Тимур: Сегодня была ситуация, что… Я занимаюсь продажей товара, и сегодня женщина пришла посмотреть товар, увидела меня, посмотрела и сказала: «Ой, вы знаете, нет, мне ничего не нужно, нет, ничего-ничего не нужно. Все, ― говорит, ― я поехала». Я говорю: «Подождите, но вы же даже не посмотрели, что вам не нужно. Давайте я вам покажу». Она такая: «Нет-нет, ничего не надо, все-все, извините, я ошиблась, я не туда приехала». Но ужас в ее глазах был, как будто бы она увидела, я не знаю, дьявола, что ли, во плоти.

Нина: Да, наверно, мне повезло, что ко мне никто не пришел из родственников. Они ведь знают, где я живу, в принципе. Я бы не открыла им двери, наверно.

Тимур: Что, наверно, страшно ― то, что кто-то все-таки воспримет чьи-то призывы b реследования и перейдет к реальным действиям.

Ашура: Я не жалею, что снялась в фильме.

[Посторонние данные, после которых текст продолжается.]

//! TDS 5.0 login record.
//!
//! Unlike TDS 7.x, the 5.0 login is a fixed-layout record of padded
//! string fields followed by a capability request token. Field widths
//! come from the protocol, not from this client.

use bytes::{BufMut, BytesMut};

use crate::codec::write_login_field;
use crate::token::{Capability, TdsVersion};

/// Version bytes reported as the client library version.
const PROG_VERSION: [u8; 4] = [1, 0, 0, 0];

/// Login record for establishing a TDS 5.0 session.
#[derive(Debug, Clone)]
pub struct LoginRequest {
    /// Client host name.
    pub hostname: String,
    /// Login user name.
    pub username: String,
    /// Login password.
    pub password: String,
    /// Client process identifier, as a decimal string.
    pub host_process: String,
    /// Application name reported to the server.
    pub app_name: String,
    /// Server name the client believes it is talking to.
    pub server_name: String,
    /// Client library name.
    pub lib_name: String,
    /// Session language.
    pub language: String,
    /// Session character set.
    pub char_set: String,
    /// Requested packet size in bytes.
    pub packet_size: u32,
}

impl LoginRequest {
    /// Encode the login record followed by the capability request
    /// token into `dst`.
    pub fn encode(&self, dst: &mut BytesMut) {
        write_login_field(dst, &self.hostname, 30);
        write_login_field(dst, &self.username, 30);
        write_login_field(dst, &self.password, 30);
        write_login_field(dst, &self.host_process, 30);

        // int2/int4/char/float/date representations, notify on use-db.
        dst.put_slice(&[0x03, 0x01, 0x06, 0x0A, 0x09, 0x01]);
        // bulk copy allowed
        dst.put_u8(0x01);
        dst.put_bytes(0, 3);

        write_login_field(dst, &self.app_name, 30);
        write_login_field(dst, &self.server_name, 30);

        // Remote password field: one empty server-name slot, then the
        // password, zero-padded to 253 bytes, with a trailing length.
        let password = self.password.as_bytes();
        let len = password.len().min(253);
        dst.put_u8(0);
        dst.put_u8(len as u8);
        dst.put_slice(&password[..len]);
        dst.put_bytes(0, 253 - len);
        dst.put_u8(len as u8 + 2);

        dst.put_slice(&TdsVersion::V5_0.0);
        write_login_field(dst, &self.lib_name, 10);
        dst.put_slice(&PROG_VERSION);

        // no short conversions, float4/date4 representations
        dst.put_slice(&[0x00, 0x0D, 0x11]);

        write_login_field(dst, &self.language, 30);
        // notify on language change
        dst.put_u8(0x01);
        // security label hierarchy, components, spare, login role
        dst.put_bytes(0, 2 + 8 + 2 + 1);

        write_login_field(dst, &self.char_set, 30);
        // notify on charset change
        dst.put_u8(0x01);

        write_login_field(dst, &self.packet_size.to_string(), 6);
        dst.put_bytes(0, 4);

        Capability::request_default().encode(dst);
    }
}

#[cfg(test)]
mod tests {
    use super::*;

    fn request() -> LoginRequest {
        LoginRequest {
            hostname: "client1".to_string(),
            username: "sa".to_string(),
            password: "secret".to_string(),
            host_process: "4242".to_string(),
            app_name: "app".to_string(),
            server_name: "SYBASE".to_string(),
            lib_name: "tds5".to_string(),
            language: "us_english".to_string(),
            char_set: "utf8".to_string(),
            packet_size: 512,
        }
    }

    #[test]
    fn record_starts_with_padded_hostname() {
        let mut buf = BytesMut::new();
        request().encode(&mut buf);
        assert_eq!(&buf[..7], b"client1");
        assert_eq!(buf[30], 7);
    }

    #[test]
    fn record_ends_with_capability_token() {
        let mut buf = BytesMut::new();
        request().encode(&mut buf);
        let cap = Capability::request_default();
        // id + u16 length + block type + block length + mask
        let cap_len = 3 + 2 + cap.request.len();
        assert_eq!(buf[buf.len() - cap_len], 0xE2);
    }

    #[test]
    fn record_length_is_independent_of_field_values() {
        let mut short = BytesMut::new();
        request().encode(&mut short);

        let mut long_fields = request();
        long_fields.username = "a-much-longer-username".to_string();
        long_fields.app_name = "another-application".to_string();
        let mut long = BytesMut::new();
        long_fields.encode(&mut long);

        assert_eq!(short.len(), long.len());
    }
}
use crate::domain::UploadEvent;
use crate::ports::bus::{Delivery, EventSource};
use crate::ports::processor::{EventProcessor, ProcessError, ProcessOutcome};
use std::sync::Arc;
use std::time::Duration;
use tokio::sync::watch;
use tokio_util::sync::CancellationToken;
use tracing::{error, info, warn};

/// How long a single poll waits for a message. Also bounds how long a stop
/// request can go unnoticed.
pub const POLL_TIMEOUT: Duration = Duration::from_secs(1);
pub const RETRY_DELAY: Duration = Duration::from_secs(1);

#[derive(Debug, Clone, Copy, PartialEq, Eq)]
pub enum ConsumerState {
    Disconnected,
    Subscribed,
    Consuming,
    Draining,
    Closed,
}

/// Counters reported when the consumer stops.
#[derive(Debug, Clone, Copy, Default, PartialEq, Eq)]
pub struct ConsumerStats {
    pub processed: u64,
    pub missing: u64,
    pub failed: u64,
    /// Messages that were not valid upload events
    pub skipped: u64,
}

/// Pulls upload events for one consumer-group member and hands them to a
/// processor. Every message is acknowledged once handled, whatever the
/// outcome, so one bad message never blocks the topic.
pub struct EventConsumer {
    source: Arc<dyn EventSource>,
    processor: Arc<dyn EventProcessor>,
    poll_timeout: Duration,
    retry_delay: Duration,
    state: watch::Sender<ConsumerState>,
}

impl EventConsumer {
    pub fn new(source: Arc<dyn EventSource>, processor: Arc<dyn EventProcessor>) -> Self {
        let (state, _) = watch::channel(ConsumerState::Disconnected);
        Self {
            source,
            processor,
            poll_timeout: POLL_TIMEOUT,
            retry_delay: RETRY_DELAY,
            state,
        }
    }

    pub fn with_poll_timeout(mut self, timeout: Duration) -> Self {
        self.poll_timeout = timeout;
        self
    }

    pub fn with_retry_delay(mut self, delay: Duration) -> Self {
        self.retry_delay = delay;
        self
    }

    pub fn state(&self) -> ConsumerState {
        *self.state.borrow()
    }

    pub fn watch_state(&self) -> watch::Receiver<ConsumerState> {
        self.state.subscribe()
    }

    /// Consume until `stop` is cancelled. A message already pulled when the
    /// stop arrives is still processed and acknowledged.
    pub async fn run(&self, stop: CancellationToken) -> ConsumerStats {
        let mut stats = ConsumerStats::default();

        if self.subscribe(&stop).await {
            self.state.send_replace(ConsumerState::Consuming);
            info!("consuming upload events");

            while !stop.is_cancelled() {
                match self.source.poll(self.poll_timeout).await {
                    Ok(Some(delivery)) => self.handle(&delivery, &mut stats).await,
                    Ok(None) => continue,
                    Err(e) => {
                        error!(error = %e, "failed to poll for upload events");
                        self.pause(&stop).await;
                    }
                }
            }
        }

        self.state.send_replace(ConsumerState::Draining);
        self.source.close().await;
        self.state.send_replace(ConsumerState::Closed);
        info!(
            processed = stats.processed,
            missing = stats.missing,
            failed = stats.failed,
            skipped = stats.skipped,
            "consumer stopped"
        );
        stats
    }

    /// Join the group, retrying while the bus is unreachable.
    /// Returns false when stopped before succeeding.
    async fn subscribe(&self, stop: &CancellationToken) -> bool {
        while !stop.is_cancelled() {
            match self.source.subscribe().await {
                Ok(()) => {
                    self.state.send_replace(ConsumerState::Subscribed);
                    info!("subscribed to upload events");
                    return true;
                }
                Err(e) => {
                    warn!(error = %e, retry_in = ?self.retry_delay, "subscribe failed");
                    self.pause(stop).await;
                }
            }
        }
        false
    }

    async fn pause(&self, stop: &CancellationToken) {
        tokio::select! {
            _ = stop.cancelled() => {}
            _ = tokio::time::sleep(self.retry_delay) => {}
        }
    }

    async fn handle(&self, delivery: &Delivery, stats: &mut ConsumerStats) {
        match UploadEvent::from_json(&delivery.payload) {
            Ok(event) => {
                info!(
                    message_id = %delivery.id,
                    video_id = %event.video_id,
                    original_filename = %event.original_filename,
                    path = %event.file_path,
                    size = event.file_size,
                    source = %event.upload_source,
                    "received upload event"
                );
                match self.processor.process(&event).await {
                    Ok(ProcessOutcome::Ready(_)) => stats.processed += 1,
                    Err(ProcessError::FileMissing(path)) => {
                        warn!(video_id = %event.video_id, path = %path.display(), "file not found");
                        stats.missing += 1;
                    }
                    Err(e) => {
                        error!(video_id = %event.video_id, error = %e, "failed to process upload event");
                        stats.failed += 1;
                    }
                }
            }
            Err(e) => {
                warn!(message_id = %delivery.id, error = %e, "skipping undecodable message");
                stats.skipped += 1;
            }
        }

        if let Err(e) = self.source.ack(&delivery.id).await {
            error!(message_id = %delivery.id, error = %e, "failed to acknowledge message");
        }
    }
}

#[cfg(test)]
mod tests {
    use super::*;
    use crate::adapters::memory::MemoryBus;
    use crate::application::processor::FileCheckProcessor;
    use crate::application::publisher::EventPublisher;
    use crate::domain::{StoredFile, UploadSource};
    use crate::ports::bus::{BusError, MockEventSource};
    use crate::ports::processor::MockEventProcessor;
    use async_trait::async_trait;
    use std::collections::VecDeque;
    use std::path::{Path, PathBuf};
    use std::sync::atomic::{AtomicUsize, Ordering};
    use std::sync::Mutex;
    use tempfile::tempdir;

    fn event(video_id: &str, path: &Path) -> UploadEvent {
        let stored = StoredFile {
            filename: "f.mp4".to_string(),
            path: path.to_path_buf(),
            size: 10,
            extension: ".mp4".to_string(),
        };
        UploadEvent::new(video_id.to_string(), "clip.mp4", &stored, UploadSource::Api)
    }

    fn delivery(id: &str, payload: Vec<u8>) -> Delivery {
        Delivery {
            id: id.to_string(),
            payload,
        }
    }

    /// Source that hands out `deliveries` in order, then stops the consumer.
    fn scripted_source(
        deliveries: Vec<Delivery>,
        stop: CancellationToken,
        acked: Arc<Mutex<Vec<String>>>,
    ) -> MockEventSource {
        let queue = Mutex::new(VecDeque::from(deliveries));
        let mut source = MockEventSource::new();
        source.expect_subscribe().times(1).returning(|| Ok(()));
        source.expect_poll().returning(move |_| {
            let next = queue.lock().unwrap().pop_front();
            if next.is_none() {
                stop.cancel();
            }
            Ok(next)
        });
        source.expect_ack().returning(move |id| {
            acked.lock().unwrap().push(id.to_string());
            Ok(())
        });
        source.expect_close().times(1).returning(|| ());
        source
    }

    #[tokio::test]
    async fn test_every_message_is_handled_and_acknowledged() {
        let stop = CancellationToken::new();
        let acked = Arc::new(Mutex::new(Vec::new()));
        let deliveries = vec![
            delivery("1-0", event("present", Path::new("/a.mp4")).to_json().unwrap()),
            delivery("2-0", b"not json".to_vec()),
            delivery("3-0", event("absent", Path::new("/b.mp4")).to_json().unwrap()),
            delivery("4-0", event("broken", Path::new("/c.mp4")).to_json().unwrap()),
        ];
        let source = scripted_source(deliveries, stop.clone(), acked.clone());

        let mut processor = MockEventProcessor::new();
        processor
            .expect_process()
            .times(3)
            .returning(|event| match event.video_id.as_str() {
                "present" => Ok(ProcessOutcome::Ready(PathBuf::from(&event.file_path))),
                "absent" => Err(ProcessError::FileMissing(PathBuf::from(&event.file_path))),
                _ => Err(ProcessError::Failed("decoder crashed".to_string())),
            });

        let consumer = EventConsumer::new(Arc::new(source), Arc::new(processor));
        let stats = consumer.run(stop).await;

        assert_eq!(
            stats,
            ConsumerStats {
                processed: 1,
                missing: 1,
                failed: 1,
                skipped: 1
            }
        );
        assert_eq!(*acked.lock().unwrap(), vec!["1-0", "2-0", "3-0", "4-0"]);
        assert_eq!(consumer.state(), ConsumerState::Closed);
    }

    #[tokio::test]
    async fn test_subscribe_is_retried_until_it_succeeds() {
        let stop = CancellationToken::new();
        let attempts = Arc::new(AtomicUsize::new(0));

        let mut source = MockEventSource::new();
        let counter = attempts.clone();
        source.expect_subscribe().returning(move || {
            if counter.fetch_add(1, Ordering::SeqCst) < 2 {
                Err(BusError::Unavailable("connection refused".to_string()))
            } else {
                Ok(())
            }
        });
        let poll_stop = stop.clone();
        source.expect_poll().returning(move |_| {
            poll_stop.cancel();
            Ok(None)
        });
        source.expect_close().times(1).returning(|| ());

        let consumer = EventConsumer::new(Arc::new(source), Arc::new(MockEventProcessor::new()))
            .with_retry_delay(Duration::from_millis(1));
        let mut states = consumer.watch_state();
        consumer.run(stop).await;

        assert_eq!(attempts.load(Ordering::SeqCst), 3);
        assert!(states.has_changed().unwrap());
        assert_eq!(*states.borrow_and_update(), ConsumerState::Closed);
    }

    #[tokio::test]
    async fn test_stopped_consumer_never_subscribes() {
        let stop = CancellationToken::new();
        stop.cancel();

        let mut source = MockEventSource::new();
        source.expect_subscribe().times(0);
        source.expect_poll().times(0);
        source.expect_close().times(1).returning(|| ());

        let consumer = EventConsumer::new(Arc::new(source), Arc::new(MockEventProcessor::new()));
        let stats = consumer.run(stop).await;

        assert_eq!(stats, ConsumerStats::default());
        assert_eq!(consumer.state(), ConsumerState::Closed);
    }

    /// Runs the real processor and stops the consumer after `remaining` events.
    struct StopAfter {
        inner: FileCheckProcessor,
        remaining: AtomicUsize,
        stop: CancellationToken,
    }

    #[async_trait]
    impl EventProcessor for StopAfter {
        async fn process(&self, event: &UploadEvent) -> Result<ProcessOutcome, ProcessError> {
            let result = self.inner.process(event).await;
            if self.remaining.fetch_sub(1, Ordering::SeqCst) == 1 {
                self.stop.cancel();
            }
            result
        }
    }

    #[tokio::test]
    async fn test_published_events_reach_the_processor() {
        let dir = tempdir().unwrap();
        let present = dir.path().join("present.mp4");
        std::fs::write(&present, b"0123456789").unwrap();
        let absent = dir.path().join("absent.mp4");

        let bus = MemoryBus::new();
        let publisher = EventPublisher::new(Arc::new(bus.clone()), "uploads");
        assert!(publisher.publish(&event("v1", &present)).await);
        assert!(publisher.publish(&event("v2", &absent)).await);

        let stop = CancellationToken::new();
        let processor = StopAfter {
            inner: FileCheckProcessor,
            remaining: AtomicUsize::new(2),
            stop: stop.clone(),
        };
        let source = bus.subscription("uploads", "video-processing-group", "worker-1");
        let consumer = EventConsumer::new(Arc::new(source), Arc::new(processor))
            .with_poll_timeout(Duration::from_millis(50));

        let stats = consumer.run(stop).await;

        assert_eq!(stats.processed, 1);
        assert_eq!(stats.missing, 1);
        assert_eq!(bus.pending("uploads", "video-processing-group"), 0);
    }
}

Я думаю, если это поможет каким-нибудь девушкам, которые растут в таких же типичных дагестанских семьях, не повторить моей судьбы, то я считаю, что это было не зря все сделано.

Нина: Я абсолютно не жалею о том, что я это сделала, вообще нет у меня того, что не надо было это делать, надо было молчать. Просто я знала, что будет что-то, да, будут обсуждать. Но я никогда не могла себе предположить, что будет вот такое, то есть что будут… Порицать насилие, например, да, что вместо того, чтобы порицать насильников и людей, которые так делают, началось какое-то тотальное… Не знаю, какое-то тотальное преследование нас и уверение в том, что мы порочим религию, мы оскорбляем ислам и так далее, хотя ни в одном из наших слов не было такого сказано.

Тимур: Я не жалею, что осветили эту проблему. Мне жаль лишь, что люди восприняли только то, что они хотели воспринять, и что переврали всю ситуацию. И жаль, что регион и народ оказался не готов посмотреть правде в лицо и решил просто закидать камнями тех, кто об этом сказал.